> _WORK REQUEST_
Return each line of the records below that contains the word "only".

> _THE RECORDS_
====
//! Entity snapshots pushed by the agent.
//!
//! Cards and order items are immutable: the surface only decides which of
//! them is displayed or selected. Fields the surface does not interpret are
//! kept verbatim in `extra` so a stored payload serializes back to exactly
//! what the agent sent.

use std::fmt;

use {
    companion_protocol::{EntityId, EntitySummary, OrderType},
    serde::{Deserialize, Deserializer, Serialize},
    serde_json::{Map, Value},
};

use crate::config::Language;

/// Title shown for donation items that carry no name of their own.
pub const GENERAL_DONATION_LABEL: &str = "General donation";

// ── Text ─────────────────────────────────────────────────────────────────────

/// Bilingual text as sent by the agent: either a plain string or an
/// `{ar, en}` pair.
#[derive(Debug, Clone, PartialEq, Serialize, Deserialize)]
#[serde(untagged)]
pub enum LocalizedText {
    Plain(String),
    Pair(TextPair),
}

/// Optional members are `None` when absent and `Some(None)` when sent as an
/// explicit `null`, so either form serializes back as it arrived.
#[derive(Debug, Clone, Default, PartialEq, Serialize, Deserialize)]
pub struct TextPair {
    #[serde(default, deserialize_with = "present", skip_serializing_if = "Option::is_none")]
    pub ar: Option<Option<String>>,
    #[serde(default, deserialize_with = "present", skip_serializing_if = "Option::is_none")]
    pub en: Option<Option<String>>,
    #[serde(flatten)]
    pub extra: Map<String, Value>,
}

impl LocalizedText {
    /// Text in `lang`, falling back to the other language when blank.
    pub fn get(&self, lang: Language) -> Option<&str> {
        match self {
            Self::Plain(text) => non_blank(Some(text)),
            Self::Pair(pair) => {
                let (preferred, fallback) = match lang {
                    Language::En => (&pair.en, &pair.ar),
                    Language::Ar => (&pair.ar, &pair.en),
                };
                non_blank(preferred.as_ref().and_then(Option::as_ref))
                    .or_else(|| non_blank(fallback.as_ref().and_then(Option::as_ref)))
            },
        }
    }
}

/// The text as sent, unless it is empty or whitespace only.
fn non_blank(text: Option<&String>) -> Option<&str> {
    text.map(String::as_str).filter(|s| !s.trim().is_empty())
}

/// Marks a member as present even when its value is `null`. Absent members
/// fall back to `#[serde(default)]`.
fn present<'de, D, T>(deserializer: D) -> Result<Option<Option<T>>, D::Error>
where
    D: Deserializer<'de>,
    T: Deserialize<'de>,
{
    Option::<T>::deserialize(deserializer).map(Some)
}

// ── Cards ────────────────────────────────────────────────────────────────────

#[derive(Debug, Clone, Copy, PartialEq, Eq, Hash, Serialize, Deserialize)]
#[serde(rename_all = "lowercase")]
pub enum CardKind {
    Sponsorship,
    Project,
    Faq,
    Charity,
    Atonement,
}

impl CardKind {
    pub const ALL: [Self; 5] = [
        Self::Sponsorship,
        Self::Project,
        Self::Faq,
        Self::Charity,
        Self::Atonement,
    ];

    pub fn as_str(&self) -> &'static str {
        match self {
            Self::Sponsorship => "sponsorship",
            Self::Project => "project",
            Self::Faq => "faq",
            Self::Charity => "charity",
            Self::Atonement => "atonement",
        }
    }

    pub fn parse(s: &str) -> Option<Self> {
        Self::ALL.into_iter().find(|k| k.as_str() == s)
    }
}

impl fmt::Display for CardKind {
    fn fmt(&self, f: &mut fmt::Formatter<'_>) -> fmt::Result {
        f.write_str(self.as_str())
    }
}

/// Card titled by its `name` (every kind except FAQ).
#[derive(Debug, Clone, PartialEq, Serialize, Deserialize)]
pub struct NamedCard {
    pub id: EntityId,
    pub name: LocalizedText,
    #[serde(default, deserialize_with = "present", skip_serializing_if = "Option::is_none")]
    pub description: Option<Option<LocalizedText>>,
    #[serde(flatten)]
    pub extra: Map<String, Value>,
}

/// FAQ entry, titled by its `question`.
#[derive(Debug, Clone, PartialEq, Serialize, Deserialize)]
pub struct FaqCard {
    pub id: EntityId,
    pub question: LocalizedText,
    #[serde(default, deserialize_with = "present", skip_serializing_if = "Option::is_none")]
    pub answer: Option<Option<LocalizedText>>,
    #[serde(flatten)]
    pub extra: Map<String, Value>,
}

/// A displayed card. The variant is chosen by the call's `entityType`,
/// which is not repeated inside the card object itself.
#[derive(Debug, Clone, PartialEq, Serialize)]
#[serde(untagged)]
pub enum Card {
    Sponsorship(NamedCard),
    Project(NamedCard),
    Faq(FaqCard),
    Charity(NamedCard),
    Atonement(NamedCard),
}

impl Card {
    pub fn from_value(kind: CardKind, value: Value) -> serde_json::Result<Self> {
        Ok(match kind {
            CardKind::Sponsorship => Self::Sponsorship(serde_json::from_value(value)?),
            CardKind::Project => Self::Project(serde_json::from_value(value)?),
            CardKind::Faq => Self::Faq(serde_json::from_value(value)?),
            CardKind::Charity => Self::Charity(serde_json::from_value(value)?),
            CardKind::Atonement => Self::Atonement(serde_json::from_value(value)?),
        })
    }

    pub fn kind(&self) -> CardKind {
        match self {
            Self::Sponsorship(_) => CardKind::Sponsorship,
            Self::Project(_) => CardKind::Project,
            Self::Faq(_) => CardKind::Faq,
            Self::Charity(_) => CardKind::Charity,
            Self::Atonement(_) => CardKind::Atonement,
        }
    }

    pub fn id(&self) -> &EntityId {
        match self {
            Self::Faq(card) => &card.id,
            Self::Sponsorship(card)
            | Self::Project(card)
            | Self::Charity(card)
            | Self::Atonement(card) => &card.id,
        }
    }
}

/// Cards of one kind, shown together.
#[derive(Debug, Clone, PartialEq, Serialize)]
#[serde(rename_all = "camelCase")]
pub struct CardDeck {
    pub entity_type: CardKind,
    pub cards: Vec<Card>,
}

// ── Orders ───────────────────────────────────────────────────────────────────

/// Donation line. Items without a name are general donations.
#[derive(Debug, Clone, PartialEq, Serialize, Deserialize)]
pub struct DonationOrder {
    pub id: EntityId,
    #[serde(default, deserialize_with = "present", skip_serializing_if = "Option::is_none")]
    pub name: Option<Option<LocalizedText>>,
    #[serde(flatten)]
    pub extra: Map<String, Value>,
}

#[derive(Debug, Clone, PartialEq, Serialize, Deserialize)]
pub struct SponsorshipOrder {
    pub id: EntityId,
    pub name: LocalizedText,
    #[serde(flatten)]
    pub extra: Map<String, Value>,
}

#[derive(Debug, Clone, Default, PartialEq, Serialize)]
pub struct OrderBook {
    pub donations: Vec<DonationOrder>,
    pub sponsorships: Vec<SponsorshipOrder>,
}

// ── Titles ───────────────────────────────────────────────────────────────────

/// Borrowed view over anything that can be displayed and titled.
#[derive(Debug, Clone, Copy)]
pub enum EntityRef<'a> {
    Card(&'a Card),
    Donation(&'a DonationOrder),
    Sponsorship(&'a SponsorshipOrder),
}

impl<'a> EntityRef<'a> {
    pub fn id(&self) -> &'a EntityId {
        match self {
            Self::Card(card) => card.id(),
            Self::Donation(order) => &order.id,
            Self::Sponsorship(order) => &order.id,
        }
    }

    /// Order type for order entries, `None` for cards.
    pub fn order_type(&self) -> Option<OrderType> {
        match self {
            Self::Card(_) => None,
            Self::Donation(_) => Some(OrderType::Donation),
            Self::Sponsorship(_) => Some(OrderType::Sponsorship),
        }
    }
}

/// The single place titles are derived. Returns `None` only when an entity
/// that requires text has none in either language.
pub fn title_of(entity: EntityRef<'_>, lang: Language) -> Option<String> {
    let text = match entity {
        EntityRef::Card(Card::Faq(card)) => card.question.get(lang),
        EntityRef::Card(
            Card::Sponsorship(card)
            | Card::Project(card)
            | Card::Charity(card)
            | Card::Atonement(card),
        ) => card.name.get(lang),
        EntityRef::Donation(order) => {
            return Some(
                order
                    .name
                    .as_ref()
                    .and_then(Option::as_ref)
                    .and_then(|name| name.get(lang))
                    .unwrap_or(GENERAL_DONATION_LABEL)
                    .to_string(),
            );
        },
        EntityRef::Sponsorship(order) => order.name.get(lang),
    };
    text.map(String::from)
}

/// `{id, title}` summary for a response body.
pub fn summarize(entity: EntityRef<'_>, lang: Language) -> EntitySummary {
    EntitySummary {
        id: entity.id().clone(),
        title: title_of(entity, lang).unwrap_or_default(),
    }
}

#[cfg(test)]
#[allow(clippy::unwrap_used)]
mod tests {
    use {super::*, serde_json::json};

    fn project(value: Value) -> Card {
        Card::from_value(CardKind::Project, value).unwrap()
    }

    #[test]
    fn named_card_title_prefers_language() {
        let card = project(json!({"id": "c1", "name": {"ar": "مشروع", "en": "Project One"}}));
        assert_eq!(
            title_of(EntityRef::Card(&card), Language::En).as_deref(),
            Some("Project One")
        );
        assert_eq!(
            title_of(EntityRef::Card(&card), Language::Ar).as_deref(),
            Some("مشروع")
        );
    }

    #[test]
    fn blank_language_falls_back() {
        let card = project(json!({"id": "c1", "name": {"ar": "مشروع", "en": "  "}}));
        assert_eq!(
            title_of(EntityRef::Card(&card), Language::En).as_deref(),
            Some("مشروع")
        );
    }

    #[test]
    fn faq_is_titled_by_question() {
        let card = Card::from_value(
            CardKind::Faq,
            json!({"id": 3, "question": {"en": "How do I give?"}, "answer": "Online."}),
        )
        .unwrap();
        assert_eq!(card.kind(), CardKind::Faq);
        assert_eq!(
            title_of(EntityRef::Card(&card), Language::En).as_deref(),
            Some("How do I give?")
        );
    }

    #[test]
    fn faq_without_question_is_rejected() {
        assert!(Card::from_value(CardKind::Faq, json!({"id": 3, "name": "x"})).is_err());
    }

    #[test]
    fn unnamed_donation_uses_general_label() {
        let order: DonationOrder = serde_json::from_value(json!({"id": "d1", "amount": 50})).unwrap();
        assert_eq!(
            title_of(EntityRef::Donation(&order), Language::En).as_deref(),
            Some(GENERAL_DONATION_LABEL)
        );
    }

    #[test]
    fn card_serializes_back_unchanged() {
        let raw = json!({
            "id": 12,
            "name": {"ar": "كفالة", "en": "Orphan sponsorship", "note": "x"},
            "description": "Monthly",
            "payment": {"currency": "SAR", "amounts": [100, 250]},
            "raised": 1200.5,
        });
        let card = Card::from_value(CardKind::Sponsorship, raw.clone()).unwrap();
        assert_eq!(serde_json::to_value(&card).unwrap(), raw);
    }

    #[test]
    fn explicit_nulls_serialize_back() {
        let raw = json!({
            "id": "c1",
            "name": {"ar": null, "en": "One"},
            "description": null,
        });
        let card = project(raw.clone());
        assert_eq!(serde_json::to_value(&card).unwrap(), raw);
        assert_eq!(
            title_of(EntityRef::Card(&card), Language::Ar).as_deref(),
            Some("One")
        );

        let raw = json!({"id": "d1", "name": null, "amount": 5});
        let order: DonationOrder = serde_json::from_value(raw.clone()).unwrap();
        assert_eq!(serde_json::to_value(&order).unwrap(), raw);
        assert_eq!(
            title_of(EntityRef::Donation(&order), Language::En).as_deref(),
            Some(GENERAL_DONATION_LABEL)
        );
    }

    #[test]
    fn titles_keep_surrounding_whitespace() {
        let card = project(json!({"id": "c1", "name": " Project One "}));
        assert_eq!(
            title_of(EntityRef::Card(&card), Language::En).as_deref(),
            Some(" Project One ")
        );
    }

    #[test]
    fn card_kind_parse_matches_wire_names() {
        for kind in CardKind::ALL {
            assert_eq!(CardKind::parse(kind.as_str()), Some(kind));
        }
        assert_eq!(CardKind::parse("Project"), None);
    }

    #[test]
    fn summary_keeps_numeric_id() {
        let order: SponsorshipOrder =
            serde_json::from_value(json!({"id": 9, "name": "Student"})).unwrap();
        let summary = summarize(EntityRef::Sponsorship(&order), Language::En);
        assert_eq!(
            serde_json::to_value(summary).unwrap(),
            json!({"id": 9, "title": "Student"})
        );
    }
}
====
> _EXERCISE SOLUTION_
//! Cards and order items are immutable: the surface only decides which of
/// The text as sent, unless it is empty or whitespace only.
/// The single place titles are derived. Returns `None` only when an entity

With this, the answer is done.